### Exercise:
The records that follow must be transcribed exactly, each one in full.

:: Supplied entries

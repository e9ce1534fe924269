use anyhow::{bail, Context, Result};
use clap::Parser;
use dotenv::dotenv;

use hb_status::cluster_status::ClusterSnapshot;
use hb_status::servers_load::AllServersLoad;
use hb_status::session::HttpAdminSession;
use hb_status::utility;

/// Read the administrative status endpoint of an HBase-style cluster
/// and report cluster status or per-server load.
#[derive(Debug, Parser)]
#[command(version, about)]
struct Opts {
    /// Hostname of the master administrative endpoint (env: HOSTNAME_MASTER)
    #[arg(short = 'm', long, value_name = "HOSTNAME")]
    hostname_master: Option<String>,
    /// Port of the master administrative endpoint (env: PORT_MASTER)
    #[arg(short = 'p', long, value_name = "PORT")]
    port_master: Option<String>,
    /// Report per-server and per-region load instead of cluster status
    #[arg(short = 'l', long)]
    servers_load: bool,
    /// Print the snapshot as JSON instead of formatted rows
    #[arg(long)]
    json: bool,
    /// Print detail rows: cluster members, per-region load
    #[arg(long)]
    details_enable: bool,
    /// Number of parallel load queries (env: PARALLEL)
    #[arg(long, value_name = "NUMBER")]
    parallel: Option<usize>,
}

fn main() -> Result<()>
{
    env_logger::init();
    dotenv().ok();
    let opts = Opts::parse();

    let hostname_master = opts.hostname_master.unwrap_or_else(utility::get_hostname_master);
    if hostname_master.is_empty() {
        bail!("no master hostname set, use --hostname-master or HOSTNAME_MASTER");
    }
    let port_master = opts.port_master.unwrap_or_else(utility::get_port_master);
    let parallel = match opts.parallel {
        Some(parallel) => parallel,
        None => utility::get_parallel().parse::<usize>()
            .with_context(|| "PARALLEL is not a number")?,
    };

    let session = HttpAdminSession::new(&hostname_master, &port_master)
        .with_context(|| format!("cannot set up admin session for {}:{}", hostname_master, port_master))?;

    if opts.servers_load {
        let all_servers_load = AllServersLoad::get(&session, parallel)
            .with_context(|| format!("servers load query against {}:{} failed", hostname_master, port_master))?;
        if opts.json {
            println!("{}", serde_json::to_string_pretty(&all_servers_load.servers_load)?);
        } else {
            all_servers_load.print(&opts.details_enable);
        }
    } else {
        let snapshot = ClusterSnapshot::get(&session)
            .with_context(|| format!("cluster status query against {}:{} failed", hostname_master, port_master))?;
        if opts.json {
            println!("{}", serde_json::to_string_pretty(&snapshot)?);
        } else {
            snapshot.print(&opts.details_enable);
        }
    }
    Ok(())
}
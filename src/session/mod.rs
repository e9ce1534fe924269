//! Module for querying the cluster administrative endpoint.
//!
//! This module owns the seam between the snapshot builders and the
//! cluster: the [AdminSession] trait describes the two queries the
//! builders need, and [HttpAdminSession] implements them against the
//! JSON endpoints of the active master's info server:
//! - `api/v1/cluster-status`: cluster identity, master and backup
//!   masters, live and dead servers, regions in transition, balancer
//!   state ([ClusterStatusResult]).
//! - `api/v1/server-load/<host>:<port>`: the aggregate counters of one
//!   live server plus the per-region counters of every region it hosts
//!   ([ServerLoadResult]).
//!
//! The raw result structs deserialize the endpoint payloads verbatim.
//! They are inputs to the builders in [crate::cluster_status] and
//! [crate::servers_load], never part of a snapshot: snapshots copy
//! every field by value and hold no handle back into the session.
//!
//! Connection, authentication and timeout policy belong to the session
//! implementation; the builders impose none of their own.
mod structs;
mod functions;

pub use structs::*;
pub use functions::*;
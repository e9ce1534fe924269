//! Utilities
mod utility;

pub use utility::*;
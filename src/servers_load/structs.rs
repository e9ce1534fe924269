//! The structs
//!
use chrono::{DateTime, Local};

use crate::cluster_status::EndpointRef;

/// Per-region performance and storage counters. Purely numeric, no
/// identity beyond the region name.
#[derive(Serialize, Debug, Clone)]
#[serde(rename_all = "kebab-case")]
pub struct RegionLoadMetrics {
    pub name: String,
    pub nb_requests: u64,
    pub nb_read_requests: u64,
    pub nb_write_requests: u64,
    pub nb_stores: i32,
    pub nb_store_files: i32,
    pub data_locality: f64,
    pub store_file_size_mb: i32,
    pub store_file_index_size_mb: i32,
    pub memstore_size_mb: i32,
    pub root_index_size_kb: i32,
    pub total_static_bloom_size_kb: i32,
    pub total_static_index_size_kb: i32,
    pub current_compacted_kvs: u64,
    pub total_compacting_kvs: u64,
}
/// Aggregate counters of one live server, spanning all regions it
/// hosts.
#[derive(Serialize, Debug, Clone)]
#[serde(rename_all = "kebab-case")]
pub struct ServerLoadMetrics {
    pub nb_regions: i32,
    pub nb_requests: u64,
    pub nb_read_requests: u64,
    pub nb_write_requests: u64,
    pub memstore_size_mb: i32,
    pub requests_per_second: f64,
    pub nb_stores: i32,
    pub uncompressed_store_size_mb: i32,
    pub nb_store_files: i32,
    pub store_file_size_mb: i32,
    pub store_file_index_size_mb: i32,
    pub root_index_size_kb: i32,
    pub total_static_bloom_size_kb: i32,
    pub total_static_index_size_kb: i32,
    pub current_compacted_kvs: u64,
    pub total_compacting_kvs: u64,
    /// Coprocessors loaded at the region server level.
    pub rs_coprocessor: Vec<String>,
    /// Coprocessors loaded by any region on the server.
    pub rs_coprocessor_region_level: Vec<String>,
    pub max_heap_mb: i32,
    pub used_heap_mb: i32,
}
/// The load report of one live server: aggregate counters plus one
/// [RegionLoadMetrics] per hosted region, ordered by region name.
#[derive(Serialize, Debug, Clone)]
#[serde(rename_all = "kebab-case")]
pub struct ServerLoadSnapshot {
    /// hb_status added to allow understanding the capture time.
    pub timestamp: Option<DateTime<Local>>,
    pub server: EndpointRef,
    pub load_info: ServerLoadMetrics,
    pub regions_load: Vec<RegionLoadMetrics>,
}
/// This struct is a wrapper for the vec of [ServerLoadSnapshot].
///
/// In this way, the struct can be used with functions in impl.
#[derive(Debug, Default)]
pub struct AllServersLoad {
    pub servers_load: Vec<ServerLoadSnapshot>,
}
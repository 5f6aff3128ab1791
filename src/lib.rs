//! PostBox firmware library.
//!
//! Exposes the pure-logic modules for integration testing and external
//! inspection. All ESP-IDF-specific code is guarded by
//! `#[cfg(target_os = "espidf")]` within each module.

#![deny(unused_must_use)]

pub mod allowlist;
pub mod app;
pub mod command;
pub mod config;
pub mod console;
pub mod error;
pub mod fsm;
pub mod inputs;
pub mod motor;
pub mod pins;
pub mod power;
pub mod scanner;

// Platform-specific implementations are guarded by cfg attributes inside.
pub mod adapters;
pub mod drivers;
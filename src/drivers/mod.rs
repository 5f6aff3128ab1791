//! Hardware drivers — dual-target (ESP-IDF / host simulation).

pub mod current_sense;
pub mod hw_init;
pub mod motor_drive;
pub mod status_led;
pub mod task_pin;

::::

### Answer box:
repository e9ce1534fe924269
use anyhow::{bail, Context, Result};
use clap::Parser;
use dotenv::dotenv;

use hb_status::cluster_status::ClusterSnapshot;
use hb_status::servers_load::AllServersLoad;
use hb_status::session::HttpAdminSession;
use hb_status::utility;

/// Read the administrative status endpoint of an HBase-style cluster
/// and report cluster status or per-server load.
#[derive(Debug, Parser)]
#[command(version, about)]
struct Opts {
    /// Hostname of the master administrative endpoint (env: HOSTNAME_MASTER)
    #[arg(short = 'm', long, value_name = "HOSTNAME")]
    hostname_master: Option<String>,
    /// Port of the master administrative endpoint (env: PORT_MASTER)
    #[arg(short = 'p', long, value_name = "PORT")]
    port_master: Option<String>,
    /// Report per-server and per-region load instead of cluster status
    #[arg(short = 'l', long)]
    servers_load: bool,
    /// Print the snapshot as JSON instead of formatted rows
    #[arg(long)]
    json: bool,
    /// Print detail rows: cluster members, per-region load
    #[arg(long)]
    details_enable: bool,
    /// Number of parallel load queries (env: PARALLEL)
    #[arg(long, value_name = "NUMBER")]
    parallel: Option<usize>,
}

fn main() -> Result<()>
{
    env_logger::init();
    dotenv().ok();
    let opts = Opts::parse();

    let hostname_master = opts.hostname_master.unwrap_or_else(utility::get_hostname_master);
    if hostname_master.is_empty() {
        bail!("no master hostname set, use --hostname-master or HOSTNAME_MASTER");
    }
    let port_master = opts.port_master.unwrap_or_else(utility::get_port_master);
    let parallel = match opts.parallel {
        Some(parallel) => parallel,
        None => utility::get_parallel().parse::<usize>()
            .with_context(|| "PARALLEL is not a number")?,
    };

    let session = HttpAdminSession::new(&hostname_master, &port_master)
        .with_context(|| format!("cannot set up admin session for {}:{}", hostname_master, port_master))?;

    if opts.servers_load {
        let all_servers_load = AllServersLoad::get(&session, parallel)
            .with_context(|| format!("servers load query against {}:{} failed", hostname_master, port_master))?;
        if opts.json {
            println!("{}", serde_json::to_string_pretty(&all_servers_load.servers_load)?);
        } else {
            all_servers_load.print(&opts.details_enable);
        }
    } else {
        let snapshot = ClusterSnapshot::get(&session)
            .with_context(|| format!("cluster status query against {}:{} failed", hostname_master, port_master))?;
        if opts.json {
            println!("{}", serde_json::to_string_pretty(&snapshot)?);
        } else {
            snapshot.print(&opts.details_enable);
        }
    }
    Ok(())
}
filename src/session/mod.rs
repository e9ce1534fe924269
//! Module for querying the cluster administrative endpoint.
//!
//! This module owns the seam between the snapshot builders and the
//! cluster: the [AdminSession] trait describes the two queries the
//! builders need, and [HttpAdminSession] implements them against the
//! JSON endpoints of the active master's info server:
//! - `api/v1/cluster-status`: cluster identity, master and backup
//!   masters, live and dead servers, regions in transition, balancer
//!   state ([ClusterStatusResult]).
//! - `api/v1/server-load/<host>:<port>`: the aggregate counters of one
//!   live server plus the per-region counters of every region it hosts
//!   ([ServerLoadResult]).
//!
//! The raw result structs deserialize the endpoint payloads verbatim.
//! They are inputs to the builders in [crate::cluster_status] and
//! [crate::servers_load], never part of a snapshot: snapshots copy
//! every field by value and hold no handle back into the session.
//!
//! Connection, authentication and timeout policy belong to the session
//! implementation; the builders impose none of their own.
mod structs;
mod functions;

pub use structs::*;
pub use functions::*;
repository e9ce1534fe924269
//! Utilities
mod utility;

pub use utility::*;
filename src/servers_load/structs.rs
repository e9ce1534fe924269
//! The structs
//!
use chrono::{DateTime, Local};

use crate::cluster_status::EndpointRef;

/// Per-region performance and storage counters. Purely numeric, no
/// identity beyond the region name.
#[derive(Serialize, Debug, Clone)]
#[serde(rename_all = "kebab-case")]
pub struct RegionLoadMetrics {
    pub name: String,
    pub nb_requests: u64,
    pub nb_read_requests: u64,
    pub nb_write_requests: u64,
    pub nb_stores: i32,
    pub nb_store_files: i32,
    pub data_locality: f64,
    pub store_file_size_mb: i32,
    pub store_file_index_size_mb: i32,
    pub memstore_size_mb: i32,
    pub root_index_size_kb: i32,
    pub total_static_bloom_size_kb: i32,
    pub total_static_index_size_kb: i32,
    pub current_compacted_kvs: u64,
    pub total_compacting_kvs: u64,
}
/// Aggregate counters of one live server, spanning all regions it
/// hosts.
#[derive(Serialize, Debug, Clone)]
#[serde(rename_all = "kebab-case")]
pub struct ServerLoadMetrics {
    pub nb_regions: i32,
    pub nb_requests: u64,
    pub nb_read_requests: u64,
    pub nb_write_requests: u64,
    pub memstore_size_mb: i32,
    pub requests_per_second: f64,
    pub nb_stores: i32,
    pub uncompressed_store_size_mb: i32,
    pub nb_store_files: i32,
    pub store_file_size_mb: i32,
    pub store_file_index_size_mb: i32,
    pub root_index_size_kb: i32,
    pub total_static_bloom_size_kb: i32,
    pub total_static_index_size_kb: i32,
    pub current_compacted_kvs: u64,
    pub total_compacting_kvs: u64,
    /// Coprocessors loaded at the region server level.
    pub rs_coprocessor: Vec<String>,
    /// Coprocessors loaded by any region on the server.
    pub rs_coprocessor_region_level: Vec<String>,
    pub max_heap_mb: i32,
    pub used_heap_mb: i32,
}
/// The load report of one live server: aggregate counters plus one
/// [RegionLoadMetrics] per hosted region, ordered by region name.
#[derive(Serialize, Debug, Clone)]
#[serde(rename_all = "kebab-case")]
pub struct ServerLoadSnapshot {
    /// hb_status added to allow understanding the capture time.
    pub timestamp: Option<DateTime<Local>>,
    pub server: EndpointRef,
    pub load_info: ServerLoadMetrics,
    pub regions_load: Vec<RegionLoadMetrics>,
}
/// This struct is a wrapper for the vec of [ServerLoadSnapshot].
///
/// In this way, the struct can be used with functions in impl.
#[derive(Debug, Default)]
pub struct AllServersLoad {
    pub servers_load: Vec<ServerLoadSnapshot>,
}
repository 5f6aff3128ab1791
filename src/lib.rs
//! PostBox firmware library.
//!
//! Exposes the pure-logic modules for integration testing and external
//! inspection. All ESP-IDF-specific code is guarded by
//! `#[cfg(target_os = "espidf")]` within each module.

#![deny(unused_must_use)]

pub mod allowlist;
pub mod app;
pub mod command;
pub mod config;
pub mod console;
pub mod error;
pub mod fsm;
pub mod inputs;
pub mod motor;
pub mod pins;
pub mod power;
pub mod scanner;

// Platform-specific implementations are guarded by cfg attributes inside.
pub mod adapters;
pub mod drivers;
filename src/drivers/mod.rs
repository 5f6aff3128ab1791
//! Hardware drivers — dual-target (ESP-IDF / host simulation).

pub mod current_sense;
pub mod hw_init;
pub mod motor_drive;
pub mod status_led;
pub mod task_pin;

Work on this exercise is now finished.